The stretch from the line with "entries.push(entry);" through the line with "frame.extend_from_slice(&encoded);" in the records below: write it out exactly, and nothing else.

====

//! Write-ahead log of committed statements.
//!
//! Every statement is appended (and optionally fsync'd) before it is applied
//! to the in-memory tables, so a write is only acknowledged once it would
//! survive a restart. On open, a torn or corrupt tail left by a crash is
//! truncated away.

use crate::database::Statement;
use crate::error::{Result, StoreError};
use crate::types::Timestamp;
use parking_lot::Mutex;
use serde::{Deserialize, Serialize};
use std::fs::{File, OpenOptions};
use std::io::{BufReader, Read, Seek, SeekFrom, Write};
use std::path::{Path, PathBuf};
use tracing::warn;

/// Magic bytes for WAL file.
const WAL_MAGIC: &[u8; 4] = b"WAL\0";

/// Current WAL format version.
const WAL_VERSION: u8 = 1;

/// Header length: magic + version.
const HEADER_LEN: u64 = 5;

/// Upper bound on a single encoded entry.
const MAX_ENTRY_LEN: usize = 16 * 1024 * 1024;

/// A single WAL entry.
#[derive(Clone, Debug, Serialize, Deserialize)]
pub struct WalEntry {
    /// Sequence number, restarting at 1 after each checkpoint.
    pub seq: u64,
    pub statement: Statement,
    pub timestamp: Timestamp,
}

struct WalInner {
    file: File,
    next_seq: u64,
    /// Byte length of the valid prefix of the file.
    len: u64,
}

/// Write-Ahead Log manager.
pub struct WriteAheadLog {
    path: PathBuf,
    inner: Mutex<WalInner>,
    sync_writes: bool,
}

impl WriteAheadLog {
    /// Create or open a WAL file.
    pub fn open(path: impl AsRef<Path>, sync_writes: bool) -> Result<Self> {
        let path = path.as_ref().to_path_buf();

        let inner = if path.exists() {
            let mut file = OpenOptions::new().read(true).write(true).open(&path)?;
            Self::verify_header(&mut file)?;

            let (entries, valid_len) = Self::scan(&path)?;
            let file_len = file.metadata()?.len();
            if valid_len < file_len {
                warn!(
                    path = %path.display(),
                    valid_len,
                    file_len,
                    "truncating torn WAL tail"
                );
                file.set_len(valid_len)?;
                file.sync_all()?;
            }

            let next_seq = entries.last().map_or(1, |e| e.seq + 1);
            WalInner {
                file,
                next_seq,
                len: valid_len,
            }
        } else {
            let mut file = OpenOptions::new()
                .read(true)
                .write(true)
                .create(true)
                .truncate(true)
                .open(&path)?;

            file.write_all(WAL_MAGIC)?;
            file.write_all(&[WAL_VERSION])?;
            file.sync_all()?;

            WalInner {
                file,
                next_seq: 1,
                len: HEADER_LEN,
            }
        };

        Ok(Self {
            path,
            inner: Mutex::new(inner),
            sync_writes,
        })
    }

    /// Append a statement. Returns its sequence number once it is on disk.
    ///
    /// A failed write is cut back off the file so later entries stay readable.
    pub fn append(&self, statement: &Statement) -> Result<u64> {
        let mut inner = self.inner.lock();
        let seq = inner.next_seq;

        let entry = WalEntry {
            seq,
            statement: statement.clone(),
            timestamp: Timestamp::now(),
        };
        let frame = Self::encode_entry(&entry)?;

        let start = inner.len;
        let written = Self::write_frame(&mut inner.file, start, &frame, self.sync_writes);
        if let Err(e) = written {
            let _ = inner.file.set_len(start);
            return Err(e);
        }

        inner.len = start + frame.len() as u64;
        inner.next_seq += 1;
        Ok(seq)
    }

    /// Read all entries in log order.
    pub fn entries(&self) -> Result<Vec<WalEntry>> {
        let _guard = self.inner.lock();
        Ok(Self::scan(&self.path)?.0)
    }

    /// Number of entries since the last clear.
    pub fn len(&self) -> u64 {
        self.inner.lock().next_seq - 1
    }

    pub fn is_empty(&self) -> bool {
        self.len() == 0
    }

    /// Clear the WAL (called after a successful checkpoint).
    pub fn clear(&self) -> Result<()> {
        let mut inner = self.inner.lock();
        inner.file.set_len(HEADER_LEN)?;
        inner.file.sync_all()?;
        inner.len = HEADER_LEN;
        inner.next_seq = 1;
        Ok(())
    }

    /// Force pending writes to disk.
    pub fn sync(&self) -> Result<()> {
        self.inner.lock().file.sync_all()?;
        Ok(())
    }

    fn verify_header(file: &mut File) -> Result<()> {
        file.seek(SeekFrom::Start(0))?;

        let mut magic = [0u8; 4];
        file.read_exact(&mut magic)?;
        if &magic != WAL_MAGIC {
            return Err(StoreError::InvalidFormat("Invalid WAL magic".into()));
        }

        let mut version = [0u8; 1];
        file.read_exact(&mut version)?;
        if version[0] != WAL_VERSION {
            return Err(StoreError::InvalidFormat(format!(
                "Unsupported WAL version: {}",
                version[0]
            )));
        }

        Ok(())
    }

    /// Read entries up to the first incomplete or corrupt one.
    ///
    /// Returns the entries and the byte length of the valid prefix.
    fn scan(path: &Path) -> Result<(Vec<WalEntry>, u64)> {
        let mut file = File::open(path)?;
        file.seek(SeekFrom::Start(HEADER_LEN))?;

        let mut reader = BufReader::new(file);
        let mut entries = Vec::new();
        let mut offset = HEADER_LEN;

        while let Ok((entry, frame_len)) = Self::read_entry(&mut reader) {
            entries.push(entry);
            offset += frame_len;
        }

        Ok((entries, offset))
    }

    fn encode_entry(entry: &WalEntry) -> Result<Vec<u8>> {
        let encoded = rmp_serde::to_vec(entry)?;

        let mut frame = Vec::with_capacity(encoded.len() + 8);
        frame.extend_from_slice(&(encoded.len() as u32).to_le_bytes());
        frame.extend_from_slice(&encoded);
        frame.extend_from_slice(&crc32fast::hash(&encoded).to_le_bytes());
        Ok(frame)
    }

    fn write_frame(file: &mut File, offset: u64, frame: &[u8], sync: bool) -> Result<()> {
        file.seek(SeekFrom::Start(offset))?;
        file.write_all(frame)?;
        file.flush()?;
        if sync {
            file.sync_data()?;
        }
        Ok(())
    }

    fn read_entry<R: Read>(reader: &mut R) -> Result<(WalEntry, u64)> {
        let mut len_bytes = [0u8; 4];
        reader.read_exact(&mut len_bytes)?;
        let len = u32::from_le_bytes(len_bytes) as usize;

        if len > MAX_ENTRY_LEN {
            return Err(StoreError::Corruption("WAL entry too large".into()));
        }

        let mut encoded = vec![0u8; len];
        reader.read_exact(&mut encoded)?;

        let mut checksum_bytes = [0u8; 4];
        reader.read_exact(&mut checksum_bytes)?;
        let expected = u32::from_le_bytes(checksum_bytes);

        let got = crc32fast::hash(&encoded);
        if expected != got {
            return Err(StoreError::ChecksumMismatch { expected, got });
        }

        let entry = rmp_serde::from_slice(&encoded)?;
        Ok((entry, (len + 8) as u64))
    }
}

====

:: Solution to this exercise ::
            entries.push(entry);
            offset += frame_len;
        }

        Ok((entries, offset))
    }

    fn encode_entry(entry: &WalEntry) -> Result<Vec<u8>> {
        let encoded = rmp_serde::to_vec(entry)?;

        let mut frame = Vec::with_capacity(encoded.len() + 8);
        frame.extend_from_slice(&(encoded.len() as u32).to_le_bytes());
        frame.extend_from_slice(&encoded);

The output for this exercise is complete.